Statement by Mr. Andrew Gilmour,
Assistant Secretary-General for Human Rights
40th Human Rights Council session
Geneva, 21 March 2019
The conflict in Afghanistan continues to dramatically impact the daily life of civilians, restricting the Afghan women and men’s enjoyment of human rights. 2018 saw the highest number of civilians killed in the conflict since the UN started documenting impact of the war on civilians a decade ago. In 2018, we documented 10,993 civilian casualties, including 3,804 civilian deaths. Among civilian deaths were 927 children, the highest number since 2009.
Our methodical documentation has one overriding goal: preventing further bloodshed. With the exception of Daesh/ISKP, all parties to the conflict have introduced measures to mitigate harm to civilians. However, additional concrete steps are immediately required in compliance with international humanitarian and human rights law.

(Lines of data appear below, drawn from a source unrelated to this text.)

//! Run orchestrator.
//!
//! One tick is: health gate, discovery, sequential uploads, report. `Runner::run`
//! repeats ticks on the watch interval until the interval is zero, check-only
//! mode ends the run, or the `Sleeper` observes an interrupt.

use std::path::PathBuf;
use std::sync::Arc;
use std::sync::atomic::{AtomicBool, Ordering};
use std::time::{Duration, Instant};

use chrono::Local;
use owo_colors::OwoColorize;
use tracing::{debug, info, warn};

use crate::api::{Transport, UploadClient};
use crate::config::Config;
use crate::discovery::ReplaySource;
use crate::duplicates::DuplicateStore;
use crate::error::SyncError;
use crate::presenter::Presenter;
use crate::replay::{Replay, UploadStatus};
use crate::rotate::LogRotator;
use crate::session::{RunResult, SessionStatistics};
use crate::util::truncate_string;

/// Wait between failed health checks.
pub const HEALTH_RETRY: Duration = Duration::from_secs(30);
const STATUS_LINE_LENGTH: usize = 26;
const SLEEP_SLICE: Duration = Duration::from_millis(100);

/// Blocking waits plus the interrupt flag they observe.
pub trait Sleeper {
    /// Wait for `duration`. Returns `SyncError::Interrupted` as soon as an
    /// interrupt is seen.
    fn sleep(&self, duration: Duration) -> Result<(), SyncError>;
    fn interrupted(&self) -> bool;
}

/// Real clock, woken early by a flag the Ctrl-C handler sets.
#[derive(Debug, Clone, Default)]
pub struct ShutdownSleeper {
    flag: Arc<AtomicBool>,
}

impl ShutdownSleeper {
    pub fn new(flag: Arc<AtomicBool>) -> Self {
        Self { flag }
    }

    pub fn flag(&self) -> Arc<AtomicBool> {
        self.flag.clone()
    }
}

impl Sleeper for ShutdownSleeper {
    fn sleep(&self, duration: Duration) -> Result<(), SyncError> {
        let start = Instant::now();
        loop {
            if self.interrupted() {
                return Err(SyncError::Interrupted);
            }
            let elapsed = start.elapsed();
            if elapsed >= duration {
                return Ok(());
            }
            std::thread::sleep(SLEEP_SLICE.min(duration - elapsed));
        }
    }

    fn interrupted(&self) -> bool {
        self.flag.load(Ordering::SeqCst)
    }
}

#[derive(Debug, Clone, Copy, PartialEq, Eq)]
pub enum RunState {
    Idle,
    HealthChecking,
    Discovering,
    Uploading,
    Reporting,
    Terminated,
}

/// What happened in one tick, for callers and tests.
#[derive(Debug, Clone, Default, PartialEq, Eq)]
pub struct TickReport {
    pub health_waits: usize,
    pub discovered: usize,
    /// Replays that triggered an upload request.
    pub attempted: usize,
    pub local_failures: usize,
}

pub struct Runner<'a, T: Transport> {
    config: &'a Config,
    client: &'a UploadClient<T>,
    store: &'a DuplicateStore,
    source: &'a dyn ReplaySource,
    sleeper: &'a dyn Sleeper,
    state: RunState,
    completed_ticks: usize,
}

impl<'a, T: Transport> Runner<'a, T> {
    pub fn new(
        config: &'a Config,
        client: &'a UploadClient<T>,
        store: &'a DuplicateStore,
        source: &'a dyn ReplaySource,
        sleeper: &'a dyn Sleeper,
    ) -> Self {
        Self { config, client, store, source, sleeper, state: RunState::Idle, completed_ticks: 0 }
    }

    pub fn state(&self) -> RunState {
        self.state
    }

    /// Tick until the run is over. Everything the session learned stays in
    /// `session` even when this returns an error.
    pub fn run<P: Presenter>(
        &mut self,
        session: &mut SessionStatistics,
        presenter: &mut P,
    ) -> Result<(), SyncError> {
        loop {
            let report = self.tick(session, presenter)?;
            debug!("tick finished: {:?}", report);
            if self.state == RunState::Terminated {
                return Ok(());
            }
            if let Some(interval) = self.config.watch_interval() {
                debug!("next sync in {}s", interval.as_secs());
                self.sleeper.sleep(interval)?;
            }
        }
    }

    /// One pass from the health gate to the report.
    pub fn tick<P: Presenter>(
        &mut self,
        session: &mut SessionStatistics,
        presenter: &mut P,
    ) -> Result<TickReport, SyncError> {
        let mut report = TickReport::default();
        self.state = RunState::Idle;
        presenter.clear_lines(0);

        if !self.config.check_only {
            self.state = RunState::HealthChecking;
            report.health_waits = self.wait_for_health(presenter)?;
        }

        self.state = RunState::Discovering;
        // A replay path that disappears after the first tick (an unmounted
        // drive) yields no replays instead of ending a watch run.
        let (paths, unavailable) = match self.source.discover() {
            Ok(paths) => (paths, None),
            Err(e @ SyncError::Discovery(_)) if self.completed_ticks > 0 => {
                warn!("{}; trying again next tick", e);
                (Vec::new(), Some(e))
            }
            Err(e) => return Err(e),
        };
        let known = self.store.load_known_duplicates();
        let mut replays: Vec<Replay> =
            paths.iter().map(|p| Replay::new(p, &known, self.config.visibility)).collect();
        report.discovered = replays.len();
        info!("discovered {} replays, {} known duplicates", replays.len(), known.len());

        if self.config.check_only {
            for replay in &replays {
                print_replay_attributes(replay, presenter);
            }
            self.state = RunState::Terminated;
            return Ok(report);
        }

        presenter.print(&session.render_header(&self.config.replay_path, Local::now()));

        self.state = RunState::Uploading;
        let mut run_result = RunResult::new(Local::now());
        let uploaded = self.upload_all(&mut replays, &mut run_result, &mut report, presenter);

        self.state = RunState::Reporting;
        session.absorb(&replays, run_result);
        uploaded?;

        presenter.clear_lines(0);
        presenter.print(&session.render_header(&self.config.replay_path, Local::now()));
        presenter.print(&session.render_body(self.config.report_options()));
        if let Some(e) = unavailable {
            presenter.print(&format!("{} {}", "Skipped:".yellow(), e));
        }
        let written = self.store.compact()?;
        debug!("wrote {} bytes to duplicates file {}", written, self.store.path().display());

        self.completed_ticks += 1;
        self.state = if self.config.watch == 0 { RunState::Terminated } else { RunState::Idle };
        Ok(report)
    }

    /// Returns how many times it had to wait.
    fn wait_for_health<P: Presenter>(&self, presenter: &mut P) -> Result<usize, SyncError> {
        let mut waits = 0;
        loop {
            if self.sleeper.interrupted() {
                return Err(SyncError::Interrupted);
            }
            if self.client.health_check() {
                return Ok(waits);
            }
            presenter.print(&format!(
                "{} Retrying after {} seconds.",
                "API health check failed.".red(),
                HEALTH_RETRY.as_secs()
            ));
            waits += 1;
            self.sleeper.sleep(HEALTH_RETRY)?;
        }
    }

    fn upload_all<P: Presenter>(
        &self,
        replays: &mut [Replay],
        run_result: &mut RunResult,
        report: &mut TickReport,
        presenter: &mut P,
    ) -> Result<(), SyncError> {
        let verbosity = self.config.verbosity;
        for replay in replays.iter_mut() {
            if self.sleeper.interrupted() {
                return Err(SyncError::Interrupted);
            }
            if !replay.is_known_duplicate() && verbosity == 0 {
                let line = format!("Out: {}", replay.basename());
                presenter.status(&truncate_string(&line, STATUS_LINE_LENGTH, "..."));
            }

            let record = match replay.upload(self.client, self.config.show_extended_results) {
                Ok(Some(record)) => record,
                Ok(None) => continue,
                Err(e @ SyncError::LocalFile(..)) => {
                    warn!("{}", e);
                    presenter.print(&format!("{} {}", "Skipped:".yellow(), e));
                    report.local_failures += 1;
                    continue;
                }
                Err(e) => return Err(e),
            };
            report.attempted += 1;

            // Re-uploads of this basename are prevented from the next tick on,
            // not within this one.
            if record.result.is_known_remotely() {
                self.store.record_duplicate(&record.basename)?;
            }
            if verbosity > 0 {
                let line = truncate_string(
                    &format!("In: {} {}", record.result.as_str(), record.basename),
                    STATUS_LINE_LENGTH,
                    "...",
                );
                match record.result {
                    UploadStatus::Fail => presenter.print(&line.red().to_string()),
                    _ => presenter.print(&line.green().to_string()),
                }
            }
            run_result.push(record);
        }
        Ok(())
    }
}

/// Write the session report to the next rotated log. Used when a run ends by
/// interrupt or error.
pub fn persist_session_report(config: &Config, session: &SessionStatistics) -> Result<PathBuf, SyncError> {
    let text = session.render_report(&config.replay_path, Local::now(), config.report_options());
    LogRotator::new(&config.log_dir, config.max_session_logfiles).persist(&config.session_log_identifier, &text)
}

/// Dump one replay between scissor lines.
fn print_replay_attributes<P: Presenter>(replay: &Replay, presenter: &mut P) -> String {
    let attributes = serde_json::to_string(replay).unwrap_or_else(|e| format!("{:?}: {}", replay, e));
    let printed = format!("{:-^20}\n{}\n{:-^20}", "8<", attributes, ">8");
    presenter.print(&printed);
    printed
}

#[cfg(test)]
mod tests {
    use super::*;
    use crate::api::Visibility;
    use crate::presenter::CapturePresenter;
    use std::collections::BTreeSet;

    #[test]
    fn attributes_are_wrapped_in_scissor_lines() {
        let replay = Replay::new("/demos/x.replay", &BTreeSet::new(), Visibility::Private);
        let mut p = CapturePresenter::new();
        let printed = print_replay_attributes(&replay, &mut p);
        let lines: Vec<&str> = printed.lines().collect();
        assert_eq!(lines[0], "---------8<---------");
        assert_eq!(lines[2], "--------->8---------");
        assert!(lines[1].contains("\"basename\":\"x.replay\""));
    }

    #[test]
    fn shutdown_sleeper_wakes_on_flag() {
        let flag = Arc::new(AtomicBool::new(false));
        let sleeper = ShutdownSleeper::new(flag.clone());
        assert!(sleeper.sleep(Duration::from_millis(5)).is_ok());
        flag.store(true, Ordering::SeqCst);
        let started = Instant::now();
        assert!(matches!(sleeper.sleep(Duration::from_secs(60)), Err(SyncError::Interrupted)));
        assert!(started.elapsed() < Duration::from_secs(1));
    }
}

During my visit to Afghanistan last May, I discussed with the Government the need to promote accountability for human rights violations, as well as reparations for victims. I welcome the Government’s formal apology for the aerial operations in Dasht-e-Archi District of Kunduz Province and the continued developments with respect to policies and mechanisms for civilian casualty mitigation.
We are also encouraged by the efforts of Government and civil society to effectively address crimes of violence against women and girls, including the recruitment of more female prosecutors and judges to address such cases and ensure women’s access to justice, as well as a review of the Elimination of Violence against Women Law 2009. We applaud the Government’s accession to the Optional Protocol of the Convention against Torture, and emphasize the need to adopt further measures to prevent torture of detainees in government detention facilities. The protection of human rights defenders, including journalists, remains an ongoing priority that will help ensure strong civic participation in the development of Afghanistan.
In the midst of conflict, 2018 also saw a glimpse of hope for peace. In February, the Government of Afghanistan proposed unconditional peace talks with the Taliban. This was followed by a 3-day ceasefire to mark the end of Ramadan. The Taliban also announced their own 3-day ceasefire during Eid al-Fitr. The country witnessed a large-scale civic movement, demanding that the armed groups renounce violence and engage in peace negotiations. Civil society and women’s groups also began mobilising around human rights concerns, including human rights of women, pressing for the inclusion and meaningful participation of women in any peace process. Our Office strongly supports their demands.
We call upon parties to the conflict to intensify efforts to find a peaceful solution to the conflict and for other States to support such efforts, grounded in human rights. The peace talks that began in the last quarter of 2018 are a hopeful sign and must ensure the preservation of the important human rights gains made to date by Afghans, particularly on equality, non-discrimination and women’s rights, as well as the criminalization of torture and Bacha Bazi.
With Afghanistan serving on the Human Rights Council, OHCHR looks forward to enhancing its already very positive engagement with the Government regarding its compliance with international standards, through the provision of technical support on the implementation of recommendations of treaty bodies and the Universal Periodic Review and promoting accountability and the rule of law.